Aku menatapnya kebingungan tidak mengerti maksud dari pertanyaannya. Tapi Kevin membalas kebingunganku dengan ciuman di leher dan tangannya sibuk membuka kancing bajuku satu persatu. Aku tidak tahu apa yang sedang terjadi pada diriku sendiri. Tubuhku menginginkan sentuhannya tapi tidak dengan otakku. Tubuh dan pikiranku saling berperang dalam diriku. Tidak, aku tak bisa seperti ini. Ini lebih dari pengkhianatan. Aku tidak ingin mengkhianati Adam lebih jauh. Aku mencintai Adam. dan Kevin hanyalah keinginan nafsuku karena sentuhannya begitu menggoda, aku meyakinkan diriku untuk tidak tergoda dengan sentuhannya. Dengan cepat aku menahan tangan Kevin yang akan membuka dua kancing baju terakhirku.
"Kenapa?" Kevin memperhatikan wajahku kemudian rahangnya mengeras tidak suka penolakan dariku.

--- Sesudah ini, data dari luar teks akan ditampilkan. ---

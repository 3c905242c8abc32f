//! User-facing string tables.

use std::str::FromStr;

/// Display language of the widget.
#[derive(Debug, Clone, Copy, PartialEq, Eq, Default)]
pub enum Locale {
    #[default]
    English,
    Bulgarian,
}

/// Every string the widget renders.
#[derive(Debug)]
pub struct Strings {
    pub title: &'static str,
    pub results_heading: &'static str,
    pub submit_idle: &'static str,
    pub submit_busy: &'static str,
    pub no_file_chosen: &'static str,
    pub select_file_prompt: &'static str,
    pub search_failed: &'static str,
    pub score_prefix: &'static str,
    pub open_link: &'static str,
    pub download_link: &'static str,
    /// Labels of the terminal front end around the widget.
    pub ui: UiStrings,
}

/// Hints, key legends, popups and status lines of the terminal UI.
#[derive(Debug)]
pub struct UiStrings {
    pub file_box_title: &'static str,
    pub hint_search: &'static str,
    pub hint_choose_file: &'static str,
    pub copied: &'static str,
    pub open_failed: &'static str,
    pub quit_title: &'static str,
    pub quit_prompt: &'static str,
    pub picker_title: &'static str,
    pub picker_files: &'static str,
    pub picker_selected: &'static str,
    pub picker_hint: &'static str,
    pub key_choose_file: &'static str,
    pub key_search: &'static str,
    pub key_move: &'static str,
    pub key_open: &'static str,
    pub key_download: &'static str,
    pub key_copy: &'static str,
    pub key_pick: &'static str,
    pub key_parent: &'static str,
    pub key_back: &'static str,
    pub key_help: &'static str,
    pub key_quit: &'static str,
    pub key_cancel: &'static str,
    pub help_title: &'static str,
    pub help_section_search: &'static str,
    pub help_section_results: &'static str,
    pub help_section_picker: &'static str,
    pub help_section_global: &'static str,
    pub help_choose_pdf: &'static str,
    pub help_clear_file: &'static str,
    pub help_submit: &'static str,
    pub help_move_down: &'static str,
    pub help_move_up: &'static str,
    pub help_top_bottom: &'static str,
    pub help_open: &'static str,
    pub help_download: &'static str,
    pub help_copy: &'static str,
    pub help_pick: &'static str,
    pub help_parent: &'static str,
    pub help_back: &'static str,
    pub help_toggle: &'static str,
    pub help_quit: &'static str,
    pub help_force_quit: &'static str,
}

static ENGLISH: Strings = Strings {
    title: "Legal Document Similarity Search",
    results_heading: "Similar Documents",
    submit_idle: "Upload & Search",
    submit_busy: "Searching...",
    no_file_chosen: "No file chosen",
    select_file_prompt: "Please select a PDF file.",
    search_failed: "Error searching for similar documents.",
    score_prefix: "score: ",
    open_link: "Open",
    download_link: "Download",
    ui: UiStrings {
        file_box_title: "File (o)",
        hint_search: "Press Enter to search",
        hint_choose_file: "Press o to choose a PDF",
        copied: "Copied",
        open_failed: "Could not open",
        quit_title: "Confirm Quit",
        quit_prompt: "Quit docsim?",
        picker_title: "Select a PDF",
        picker_files: "Files",
        picker_selected: "Selected:",
        picker_hint: "Navigate to a PDF and press Enter to select it",
        key_choose_file: "choose file",
        key_search: "search",
        key_move: "move",
        key_open: "open",
        key_download: "download",
        key_copy: "copy",
        key_pick: "open dir / pick PDF",
        key_parent: "up",
        key_back: "back",
        key_help: "help",
        key_quit: "quit",
        key_cancel: "cancel",
        help_title: "Keyboard Shortcuts",
        help_section_search: "Search",
        help_section_results: "Results",
        help_section_picker: "File picker",
        help_section_global: "Global",
        help_choose_pdf: "Choose a PDF",
        help_clear_file: "Clear the selected file",
        help_submit: "Upload & search",
        help_move_down: "Move down",
        help_move_up: "Move up",
        help_top_bottom: "Go to top / bottom",
        help_open: "Hand the Open link to the browser",
        help_download: "Hand the Download link to the browser",
        help_copy: "Copy the link to the clipboard (OSC 52)",
        help_pick: "Open directory / pick PDF",
        help_parent: "Parent directory",
        help_back: "Back without changing selection",
        help_toggle: "Toggle this help",
        help_quit: "Quit",
        help_force_quit: "Force quit",
    },
};

static BULGARIAN: Strings = Strings {
    title: "Търсачка на подобни съдебни дела",
    results_heading: "Подобни документи",
    submit_idle: "Търсене",
    submit_busy: "Търсене...",
    no_file_chosen: "Няма избран файл",
    select_file_prompt: "Моля изберете PDF файл.",
    search_failed: "Грешка при търсенето.",
    score_prefix: "близост: ",
    open_link: "Отвори",
    download_link: "Изтегли",
    ui: UiStrings {
        file_box_title: "Файл (o)",
        hint_search: "Натиснете Enter за търсене",
        hint_choose_file: "Натиснете o, за да изберете PDF",
        copied: "Копирано",
        open_failed: "Неуспешно отваряне на",
        quit_title: "Потвърждение",
        quit_prompt: "Изход от docsim?",
        picker_title: "Изберете PDF",
        picker_files: "Файлове",
        picker_selected: "Избран:",
        picker_hint: "Отидете до PDF файл и натиснете Enter",
        key_choose_file: "избор на файл",
        key_search: "търсене",
        key_move: "движение",
        key_open: "отваряне",
        key_download: "изтегляне",
        key_copy: "копиране",
        key_pick: "папка / избор на PDF",
        key_parent: "нагоре",
        key_back: "назад",
        key_help: "помощ",
        key_quit: "изход",
        key_cancel: "отказ",
        help_title: "Клавишни комбинации",
        help_section_search: "Търсене",
        help_section_results: "Резултати",
        help_section_picker: "Избор на файл",
        help_section_global: "Общи",
        help_choose_pdf: "Избор на PDF",
        help_clear_file: "Изчистване на избрания файл",
        help_submit: "Качване и търсене",
        help_move_down: "Надолу",
        help_move_up: "Нагоре",
        help_top_bottom: "Към началото / края",
        help_open: "Връзката за отваряне към браузъра",
        help_download: "Връзката за изтегляне към браузъра",
        help_copy: "Копиране на връзката (OSC 52)",
        help_pick: "Отваряне на папка / избор на PDF",
        help_parent: "Горна папка",
        help_back: "Назад без промяна на избора",
        help_toggle: "Показване на помощта",
        help_quit: "Изход",
        help_force_quit: "Принудителен изход",
    },
};

impl Locale {
    pub fn all() -> &'static [Locale] {
        &[Locale::English, Locale::Bulgarian]
    }

    pub fn strings(self) -> &'static Strings {
        match self {
            Locale::English => &ENGLISH,
            Locale::Bulgarian => &BULGARIAN,
        }
    }

    /// Short code used in config files and flags.
    pub fn code(self) -> &'static str {
        match self {
            Locale::English => "en",
            Locale::Bulgarian => "bg",
        }
    }
}

impl FromStr for Locale {
    type Err = String;

    fn from_str(s: &str) -> Result<Self, Self::Err> {
        match s.trim().to_ascii_lowercase().as_str() {
            "en" | "english" => Ok(Locale::English),
            "bg" | "bulgarian" => Ok(Locale::Bulgarian),
            other => Err(format!("unknown locale '{}' (expected en or bg)", other)),
        }
    }
}
//! Mock search backend for testing.

use std::sync::Mutex;
use std::sync::atomic::{AtomicUsize, Ordering};
use std::time::Duration;

use crate::backend::{SearchBackend, SearchFuture};
use crate::{ResultItem, SearchError, SearchResponse, SelectedFile};

/// A configurable mock response for [`MockBackend`].
#[derive(Clone, Debug)]
pub enum MockResponse {
    /// Simulate a 2xx with these results.
    Results(Vec<ResultItem>),
    /// Simulate a non-success HTTP status.
    Status(u16),
    /// Simulate a 2xx whose body is not the expected JSON.
    Malformed,
    /// Panic inside the search future.
    Panic,
}

/// A hand-rolled mock implementing [`SearchBackend`] for tests.
///
/// Supports:
/// - A fixed response (used for every call), **or**
/// - A sequence of responses (one per call, repeating the last if exhausted).
/// - Optional per-call latency.
/// - Call counting and capture of the last uploaded file.
pub struct MockBackend {
    responses: Mutex<Vec<MockResponse>>,
    fallback: MockResponse,
    delay: Option<Duration>,
    call_count: AtomicUsize,
    last_file: Mutex<Option<SelectedFile>>,
}

impl MockBackend {
    /// Create a mock that always returns `response`.
    pub fn new(response: MockResponse) -> Self {
        Self {
            responses: Mutex::new(Vec::new()),
            fallback: response,
            delay: None,
            call_count: AtomicUsize::new(0),
            last_file: Mutex::new(None),
        }
    }

    /// Create a mock that returns responses in order, repeating the last one.
    pub fn with_sequence(mut responses: Vec<MockResponse>) -> Self {
        assert!(
            !responses.is_empty(),
            "sequence must have at least one response"
        );
        // Reverse so pop() yields them in order; the first element is now the last one given.
        responses.reverse();
        let fallback = responses[0].clone();
        Self {
            responses: Mutex::new(responses),
            fallback,
            delay: None,
            call_count: AtomicUsize::new(0),
            last_file: Mutex::new(None),
        }
    }

    /// Set simulated network latency per call.
    pub fn with_delay(mut self, delay: Duration) -> Self {
        self.delay = Some(delay);
        self
    }

    /// How many times `search()` has been called.
    pub fn call_count(&self) -> usize {
        self.call_count.load(Ordering::SeqCst)
    }

    /// The file passed to the most recent call.
    pub fn last_file(&self) -> Option<SelectedFile> {
        self.last_file
            .lock()
            .unwrap_or_else(|e| e.into_inner())
            .clone()
    }

    fn next_response(&self) -> MockResponse {
        let mut seq = self.responses.lock().unwrap_or_else(|e| e.into_inner());
        seq.pop().unwrap_or_else(|| self.fallback.clone())
    }
}

impl SearchBackend for MockBackend {
    fn search<'a>(&'a self, file: &'a SelectedFile) -> SearchFuture<'a> {
        self.call_count.fetch_add(1, Ordering::SeqCst);
        *self.last_file.lock().unwrap_or_else(|e| e.into_inner()) = Some(file.clone());
        let response = self.next_response();
        let delay = self.delay;

        Box::pin(async move {
            if let Some(d) = delay {
                tokio::time::sleep(d).await;
            }

            match response {
                MockResponse::Results(results) => Ok(results),
                MockResponse::Status(status) => Err(SearchError::RequestFailed { status }),
                MockResponse::Malformed => serde_json::from_str::<SearchResponse>("<html>")
                    .map(|r| r.results)
                    .map_err(SearchError::from),
                MockResponse::Panic => panic!("mock backend panicked"),
            }
        })
    }
}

Aku tidak berani menjelaskannya. Matanya terlalu tajam untukku berkata jujur.
"A-a-aku," jawabku terbata-bata.
Kevin mengabaikannya. Tangannya melanjutkan membuka kancing bajuku yang belum terselesaikan. Bibirnya mengecup hidungku lalu turun ke bawah menjelajahi leher sampai dadaku yang sudah terekspos. Aku bisa merasakan gairahnya yang tak terbantahkan.
"Kevin."
"Ya sayang?" jawabnya. Suaranya terdengar seksi dan menggoda. Kevin tidak menatap wajahku. Ia masih sibuk menggodaku dengan tangannya.
"Hentikan." Akhirnya aku memberanikan diri untuk bicara seperti itu. Perlahan ia menjauhkan wajahnya dari dadaku untuk menatap kedua bola mataku.
"Aku tidak suka penolakan." Sebuah senyuman tipis mengerikan muncul dari bibirnya. Kevin mendekatkan wajahnya dengan wajahku, "aku menginginkanmu sekarang," ujarnya di bibir ranumku dan tangannya sibuk bermain dengan tubuhku.
Aku merasakan sekujur tubuhku menegang. "Layani aku atau kau akan mendapatkan hukuman."
Kevin sengaja tidak menempelkan bibirnya padaku hanya mendekatinya saja, ia ingin membuatku tersiksa dengan sentuhannya yang kini memabukkan.
"Memakanmu lebih nikmat dari pada memakan yang lain," bisiknya sensual.
Aku menggigit bibir bawah mendengar bisikannya yang seksi itu. Perutku seperti ada kupu-kupu terbang di dalamnya. Dan akhirnya kami berakhir di ranjang tanpa sehelai benang pun, hanya selimut yang menutupi tubuh kami. Kevin menghentikan sentuhannya dan berbaring di sebelahku di saat kami sudah mencapai puncak.
"Kau memang selalu memuaskan," bisiknya puas di pundakku, menghirup aroma tubuhku.
Aku hanya diam mengutuk diriku sendiri. Nafsuku selalu lebih kuat dari pada pikiranku. Tubuh ini selalu mengkhianatiku.
Dan shit, dia meninggalkan kiss mark di mana-mana. Aku menatap nanar pantulan diriku di cermin.
"Kau menyukai tanda itu?"
Aku terkesiap dan langsung menutupi tubuhku dengan jubah tidur. Apa dia hantu?! Selalu saja muncul tiba-tiba begitu.
"Untuk apa kau menutupi tubuhmu? Aku sudah sering melihatmu telanjang jadi kau tidak perlu malu. Lagi pula kau seksi kok ditambah lagi dengan jejak yang kutinggalkan."
Aku melototinya. Semua tanda yang ia berikan terutama di leher sulit untuk ditutupi kecuali aku memakai syal.
"Kau pria menyebalkan!" teriakku.
"Menyebalkan tapi kau menikmatinya bukan?" godanya.
Berada di dekatnya membuatku darah tinggi dan bisa-bisa aku struk karenanya. Sabar Luna, sabar.
"Hah sudahlah!" aku menghentakkan kakiku jengkel lalu bergerak ke kamar mandi.
"Kau tidak ingin mandi bersamaku?!!" serunya ketika aku baru menutup pintu kamar mandi.
Dasar otak mesum!
"Tidak! Kau mandi saja sama anjing laut!" teriakku kesal lalu membenamkan tubuhku di bathtub.